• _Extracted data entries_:

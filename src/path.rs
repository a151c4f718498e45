//! Pure path transformations.
//!
//! Everything in this module is a pure function of the path's component
//! sequence: no filesystem access (except `absolute`/`current_directory`/
//! `temp_directory`, which read process state but never fail) and no failure
//! mode. Malformed input yields an empty or unchanged result per the
//! platform's path grammar, never an error.

use std::env;
use std::ffi::OsString;
use std::path::{Component, Path, PathBuf};

/// Return the lexically absolute form of `path`: unchanged if already
/// absolute, otherwise joined onto the current working directory. Does not
/// resolve symlinks and does not require the path to exist.
pub fn absolute<P: AsRef<Path>>(path: P) -> PathBuf {
    let p = path.as_ref();
    if p.is_absolute() {
        p.to_path_buf()
    } else {
        current_directory().join(p)
    }
}

/// The process working directory, or an empty path if it cannot be read
/// (deleted cwd, insufficient permissions).
pub fn current_directory() -> PathBuf {
    env::current_dir().unwrap_or_default()
}

/// The platform temporary-file directory.
pub fn temp_directory() -> PathBuf {
    env::temp_dir()
}

/// The root name of `path` (drive or UNC prefix on Windows, always empty on
/// Unix).
pub fn root_name<P: AsRef<Path>>(path: P) -> PathBuf {
    match path.as_ref().components().next() {
        Some(Component::Prefix(prefix)) => PathBuf::from(prefix.as_os_str()),
        _ => PathBuf::new(),
    }
}

/// The root of `path`: root name plus root directory (`/` for an absolute
/// Unix path, `C:\` for a Windows drive path, empty for a relative path).
pub fn root_path<P: AsRef<Path>>(path: P) -> PathBuf {
    let mut out = PathBuf::new();
    for comp in path.as_ref().components() {
        match comp {
            Component::Prefix(_) | Component::RootDir => out.push(comp.as_os_str()),
            _ => break,
        }
    }
    out
}

/// Everything before the final component, empty when there is no parent.
pub fn parent_path<P: AsRef<Path>>(path: P) -> PathBuf {
    path.as_ref().parent().map(Path::to_path_buf).unwrap_or_default()
}

/// `path` with its root stripped (`/a/b` becomes `a/b`); a relative path is
/// returned unchanged.
pub fn relative_path<P: AsRef<Path>>(path: P) -> PathBuf {
    let mut out = PathBuf::new();
    for comp in path.as_ref().components() {
        match comp {
            Component::Prefix(_) | Component::RootDir => continue,
            _ => out.push(comp.as_os_str()),
        }
    }
    out
}

/// Lexically relativize `path` against `base`: strip the common component
/// prefix, then climb with `..` for each remaining base component. Returns
/// `.` when the two are equal and an empty path when their roots differ
/// (no lexical relation exists).
pub fn relative<P: AsRef<Path>, Q: AsRef<Path>>(path: P, base: Q) -> PathBuf {
    let path = path.as_ref();
    let base = base.as_ref();
    if root_path(path) != root_path(base) {
        return PathBuf::new();
    }

    let a: Vec<Component> = path.components().collect();
    let b: Vec<Component> = base.components().collect();
    let mut common = 0;
    while common < a.len() && common < b.len() && a[common] == b[common] {
        common += 1;
    }

    let mut out = PathBuf::new();
    for comp in &b[common..] {
        // `.` components contribute no depth to climb out of.
        if !matches!(comp, Component::CurDir) {
            out.push("..");
        }
    }
    for comp in &a[common..] {
        out.push(comp.as_os_str());
    }
    if out.as_os_str().is_empty() {
        out.push(".");
    }
    out
}

/// The final component of `path`, empty when there is none.
pub fn filename<P: AsRef<Path>>(path: P) -> PathBuf {
    path.as_ref().file_name().map(PathBuf::from).unwrap_or_default()
}

/// The final component with its last extension stripped.
pub fn stem<P: AsRef<Path>>(path: P) -> PathBuf {
    path.as_ref().file_stem().map(PathBuf::from).unwrap_or_default()
}

/// The last extension of the final component, including the leading dot
/// (`"a.txt"` yields `".txt"`); empty when there is none.
pub fn extension<P: AsRef<Path>>(path: P) -> String {
    match path.as_ref().extension() {
        Some(ext) => format!(".{}", ext.to_string_lossy()),
        None => String::new(),
    }
}

/// Join `segment` onto `path`, inserting exactly one separator boundary:
/// `append("a", "b")` is `a/b`. An absolute `segment` replaces `path`.
pub fn append<P: AsRef<Path>, S: AsRef<Path>>(path: P, segment: S) -> PathBuf {
    path.as_ref().join(segment)
}

/// Concatenate `suffix` onto `path` with no separator inserted:
/// `concat("a", "b")` is `ab`.
pub fn concat<P: AsRef<Path>>(path: P, suffix: &str) -> PathBuf {
    let mut raw: OsString = path.as_ref().as_os_str().to_os_string();
    raw.push(suffix);
    PathBuf::from(raw)
}

/// Drop the final component, keeping the trailing separator:
/// `a/b` becomes `a/`, a bare `b` becomes the empty path.
pub fn remove_filename<P: AsRef<Path>>(path: P) -> PathBuf {
    let p = path.as_ref();
    if p.file_name().is_none() {
        return p.to_path_buf();
    }
    #[cfg(unix)]
    {
        // Cut on the raw bytes so non-UTF-8 components survive untouched;
        // the separator is a plain ASCII byte on Unix.
        use std::os::unix::ffi::{OsStrExt, OsStringExt};
        let bytes = p.as_os_str().as_bytes();
        match bytes.iter().rposition(|&b| b == b'/') {
            Some(idx) => PathBuf::from(OsString::from_vec(bytes[..=idx].to_vec())),
            None => PathBuf::new(),
        }
    }
    #[cfg(not(unix))]
    {
        let raw = p.as_os_str().to_string_lossy();
        match raw.rfind(std::path::is_separator) {
            Some(idx) => PathBuf::from(&raw[..=idx]),
            None => PathBuf::new(),
        }
    }
}

/// Replace the final component of `path` with `name`.
pub fn replace_filename<P: AsRef<Path>, S: AsRef<Path>>(path: P, name: S) -> PathBuf {
    let mut out = remove_filename(path);
    out.push(name);
    out
}

/// Replace the extension of the final component; an empty `ext` removes the
/// extension. A leading dot on `ext` is accepted and ignored.
pub fn replace_extension<P: AsRef<Path>>(path: P, ext: &str) -> PathBuf {
    path.as_ref().with_extension(ext.trim_start_matches('.'))
}

/// Normalize directory separators to the platform's preferred one. A no-op
/// on Unix, where `/` is already preferred and `\` is not a separator.
pub fn make_preferred<P: AsRef<Path>>(path: P) -> PathBuf {
    #[cfg(windows)]
    {
        let raw = path.as_ref().to_string_lossy().replace('/', "\\");
        PathBuf::from(raw)
    }
    #[cfg(not(windows))]
    {
        path.as_ref().to_path_buf()
    }
}

/// Whether `path` is absolute.
pub fn is_absolute<P: AsRef<Path>>(path: P) -> bool {
    path.as_ref().is_absolute()
}

/// Split `path` into its component strings in traversal order. A root
/// directory appears as its own leading component: `split("/a/b")` is
/// `["/", "a", "b"]`, `split("a/b/c")` is `["a", "b", "c"]`.
pub fn split<P: AsRef<Path>>(path: P) -> Vec<String> {
    path.as_ref()
        .components()
        .map(|c| c.as_os_str().to_string_lossy().into_owned())
        .collect()
}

• _What to produce_: Taking the entries above, print exactly the lines starting at the line with "return PathBuf::new();" and ending at the line with "if !matches!(comp, Component::CurDir)", both included.

• _Result for this exercise_:
        return PathBuf::new();
    }

    let a: Vec<Component> = path.components().collect();
    let b: Vec<Component> = base.components().collect();
    let mut common = 0;
    while common < a.len() && common < b.len() && a[common] == b[common] {
        common += 1;
    }

    let mut out = PathBuf::new();
    for comp in &b[common..] {
        // `.` components contribute no depth to climb out of.
        if !matches!(comp, Component::CurDir) {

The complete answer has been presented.